Scotland smiled, England expressed disappointment In the incessant rain in London, the Scots made their first dent in the co-favorite players in this European Football Championship on Friday evening. The Three Lions drew 0–0 against their arch-rivals and outsiders, thus missing out on an early jump in the round of 16. With four points left after two preliminary round games, coach Gareth Southgate’s team may still be planning the knockout stages, but the coach still has a lot of work to do.
The Scots, who initially lost 2–0 to the Czech Republic, were rewarded for their fighting performance with a point from their neighbors and can continue to hope for a place in the next stage of the tournament. The Bravehearts need a win against Croatia on Tuesday at Hampden Park in Glasgow. England will take on the Czech Republic in their final group match.
At Wembley Stadium, the atmosphere was charged even before the 115th edition of the legendary “Battle of Britain” began. Most of the 22,500 spectators blew the whistle with the Scots national anthem. As announced earlier, when players from both teams kneeled on the pitch for a moment just before kick-off to send a common signal against discrimination and racism, there was mostly applause, but some boos as well. used to come.
The favored British quickly took control of the pitch. John Stones nearly put him ahead after eleven minutes but hit the post with a header from a corner. Two minutes later, Mason Mount swung the ball toward goal from close range. It was like this for a long time but there were good opportunities too. The Three Lions, whose starting XI averaged 25 years and 31 days and thus were the youngest Englishmen ever to appear in a World Cup or European Championship game, had more authority but some ideas were moving forward. His performance was initially reminiscent of a 1-0 win against Croatia, in which he made an energetic start and then rested.

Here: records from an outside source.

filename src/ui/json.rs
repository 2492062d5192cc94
use std::io::{self, Write};

/// Write a single NDJSON event (one JSON object per line).
pub fn write_event(out: &mut impl Write, event: &serde_json::Value) -> io::Result<()> {
    let line = serde_json::to_string(event).unwrap_or_else(|_| "{}".to_string());
    out.write_all(line.as_bytes())?;
    out.write_all(b"\n")?;
    Ok(())
}

/// Convenience helper that writes to stdout.
pub fn emit(event: serde_json::Value) -> io::Result<()> {
    let mut out = io::stdout().lock();
    write_event(&mut out, &event)
}
//! Security rule entities
//!
//! A security rule is a named group of ingress permissions attached to a VPC.

/// Name of the group that opens the mosh port.
pub const MOSH_GROUP_NAME: &str = "vaws-mosh";

/// UDP port used by mosh, a disconnect-resistant remote terminal.
pub const MOSH_PORT: u16 = 60001;

/// Transport protocol of an ingress permission
#[derive(Debug, Clone, Copy, PartialEq, Eq)]
pub enum Protocol {
    Tcp,
    Udp,
}

impl Protocol {
    pub fn as_str(&self) -> &'static str {
        match self {
            Protocol::Tcp => "tcp",
            Protocol::Udp => "udp",
        }
    }
}

impl std::fmt::Display for Protocol {
    fn fmt(&self, f: &mut std::fmt::Formatter<'_>) -> std::fmt::Result {
        f.write_str(self.as_str())
    }
}

/// A single ingress permission
#[derive(Debug, Clone, PartialEq, Eq)]
pub struct IngressPermission {
    pub protocol: Protocol,
    pub from_port: u16,
    pub to_port: u16,
    pub cidr: String,
}

/// Named set of ingress permissions
#[derive(Debug, Clone, PartialEq, Eq)]
pub struct SecurityRule {
    pub name: String,
    pub description: String,
    pub ingress: Vec<IngressPermission>,
}

impl SecurityRule {
    /// The rule vaws attaches to every cluster: mosh over UDP from anywhere.
    pub fn mosh() -> Self {
        Self {
            name: MOSH_GROUP_NAME.to_string(),
            description: "Enable mosh connections over UDP".to_string(),
            ingress: vec![IngressPermission {
                protocol: Protocol::Udp,
                from_port: MOSH_PORT,
                to_port: MOSH_PORT,
                cidr: "0.0.0.0/0".to_string(),
            }],
        }
    }
}
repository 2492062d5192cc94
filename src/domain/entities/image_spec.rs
//! Packer build specification for the simulation machine image
//!
//! The template builds one `amazon-ebs` image on top of the
//! aws-parallelcluster base image, then copies the code tarball and the
//! artifacts in and runs the environment provisioning script.

use serde::Serialize;

use super::artifact::{ArtifactReference, IMAGE_ARTIFACT_DIR};

/// Base image name pattern. The parallelcluster version must match the
/// `pcluster` used to create clusters from the image.
pub const SOURCE_IMAGE_PATTERN: &str = "aws-parallelcluster-2.6.1-ubuntu-1804-*";

/// File name of the packaged source tree.
pub const CODE_ARCHIVE_NAME: &str = "code.tar.gz";

/// File name of the environment provisioning script.
pub const PROVISION_SCRIPT_NAME: &str = "provision_environment.sh";

#[derive(Debug, Clone, PartialEq, Serialize)]
pub struct ImageSpec {
    pub variables: Variables,
    pub builders: Vec<AmazonEbsBuilder>,
    pub provisioners: Vec<Provisioner>,
}

#[derive(Debug, Clone, PartialEq, Default, Serialize)]
pub struct Variables {
    pub aws_access_key: String,
    pub aws_secret_key: String,
}

#[derive(Debug, Clone, PartialEq, Serialize)]
pub struct AmazonEbsBuilder {
    #[serde(rename = "type")]
    pub kind: String,
    pub access_key: String,
    pub secret_key: String,
    pub region: String,
    pub source_ami_filter: SourceImageFilter,
    /// `None` is written as `null` so the user can fill it in.
    pub instance_type: Option<String>,
    pub ssh_username: String,
    pub ami_name: String,
}

#[derive(Debug, Clone, PartialEq, Serialize)]
pub struct SourceImageFilter {
    pub filters: ImageFilters,
    pub owners: Vec<String>,
    pub most_recent: bool,
}

#[derive(Debug, Clone, PartialEq, Serialize)]
pub struct ImageFilters {
    #[serde(rename = "virtualization-type")]
    pub virtualization_type: String,
    pub name: String,
    #[serde(rename = "root-device-type")]
    pub root_device_type: String,
}

#[derive(Debug, Clone, PartialEq, Serialize)]
#[serde(tag = "type", rename_all = "lowercase")]
pub enum Provisioner {
    File { source: String, destination: String },
    Shell { script: String },
}

impl AmazonEbsBuilder {
    pub fn new(image_name: &str, region: &str, instance_type: Option<String>) -> Self {
        Self {
            kind: "amazon-ebs".to_string(),
            access_key: "{{user `aws_access_key`}}".to_string(),
            secret_key: "{{user `aws_secret_key`}}".to_string(),
            region: region.to_string(),
            source_ami_filter: SourceImageFilter {
                filters: ImageFilters {
                    virtualization_type: "hvm".to_string(),
                    name: SOURCE_IMAGE_PATTERN.to_string(),
                    root_device_type: "ebs".to_string(),
                },
                owners: vec!["amazon".to_string()],
                most_recent: true,
            },
            instance_type,
            ssh_username: "ubuntu".to_string(),
            // Image names must be unique per account
            ami_name: format!("{} {{{{timestamp}}}}", image_name),
        }
    }
}

impl ImageSpec {
    /// Assemble the full template for an image.
    pub fn new(
        image_name: &str,
        region: &str,
        instance_type: Option<String>,
        artifacts: &[ArtifactReference],
    ) -> Self {
        let mut provisioners = vec![Provisioner::File {
            source: CODE_ARCHIVE_NAME.to_string(),
            destination: format!("/tmp/{}", CODE_ARCHIVE_NAME),
        }];
        provisioners.extend(artifacts.iter().map(|artifact| Provisioner::File {
            source: artifact.original_path.display().to_string(),
            destination: artifact.staging_path(),
        }));
        provisioners.push(Provisioner::Shell {
            script: PROVISION_SCRIPT_NAME.to_string(),
        });

        Self {
            variables: Variables::default(),
            builders: vec![AmazonEbsBuilder::new(image_name, region, instance_type)],
            provisioners,
        }
    }

    pub fn to_json_pretty(&self) -> serde_json::Result<String> {
        serde_json::to_string_pretty(self)
    }

    /// True if any `amazon-ebs` builder in a (possibly hand-edited) template
    /// has no instance type.
    pub fn has_unset_instance_type(template: &serde_json::Value) -> bool {
        let Some(builders) = template.get("builders").and_then(|b| b.as_array()) else {
            return false;
        };
        builders
            .iter()
            .filter(|b| b.get("type").and_then(|t| t.as_str()) == Some("amazon-ebs"))
            .any(|b| {
                b.get("instance_type")
                    .and_then(|t| t.as_str())
                    .map(|t| t.trim().is_empty())
                    .unwrap_or(true)
            })
    }
}

/// Shell script that prepares the simulation environment inside the image.
pub fn provision_script(artifacts: &[ArtifactReference]) -> String {
    let staged = artifacts
        .iter()
        .map(|a| a.staging_path())
        .collect::<Vec<_>>()
        .join(" ");

    format!(
        r#"#!/bin/bash -e -x

sudo apt-get update
sudo apt-get upgrade -y
sudo apt-get install -y tar mosh

wget -q -O install_miniconda.sh https://repo.anaconda.com/miniconda/Miniconda3-latest-Linux-x86_64.sh
sudo chmod +x install_miniconda.sh
sudo -u ubuntu ./install_miniconda.sh -b -q

echo "export PATH=\$HOME/miniconda3/bin:\$PATH" >> $HOME/.bashrc

$HOME/miniconda3/bin/conda create -y --name simulation python=3.6
$HOME/miniconda3/condabin/conda install redis
$HOME/miniconda3/condabin/conda install hdf5

sudo mkdir -p {dir}
sudo mv {staged} {dir} || true

sudo tar -xvzf /tmp/{archive} --directory $HOME
cd $HOME/simulation_code
sudo -u ubuntu $HOME/miniconda3/envs/simulation/bin/pip install -e .
"#,
        dir = IMAGE_ARTIFACT_DIR,
        staged = staged,
        archive = CODE_ARCHIVE_NAME,
    )
}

The Scots relied largely on their stronghold around Arsenal professional Kieran Tierney, who had recovered from an injury, on defense, on fighting and passion, but also on an occasional offensive tone. Like in the fourth minute, when a shot from Che Adams was blocked after a good combination. Or in the 30th minute when England keeper Jordan Pickford made a strong defense against Stephen O’Donnell. As the first half progressed, the guests seemed more daring – and the English fans were less satisfied.
The British also started the second half fast, but they rarely became really dangerous. Mount’s low shot on Scotland goalkeeper David Marshall (48′) failed, Reece James shot it well from a promising position (55′). Chelsea were then challenged backwards and when Lyndon Dykes tried (62′) he made a brilliant save on the line.
The game was exciting, but England was unimaginable for a long time. Coach Gareth Southgate tried to boost the home team’s offense with newcomers, first bringing in Jack Grealish and then Marcus Rashford for hapless James Foden and Harry Kane. Dortmund’s Jadon Sancho, who was in the English team this time, unlike the first game against Croatia, remained on the bench. Adams gave the Bravehearts a sensational win in the 78th minute, but was shot over. The new edition of the world’s oldest football duel ended like its premiere 149 years ago in Glasgow: 0-0.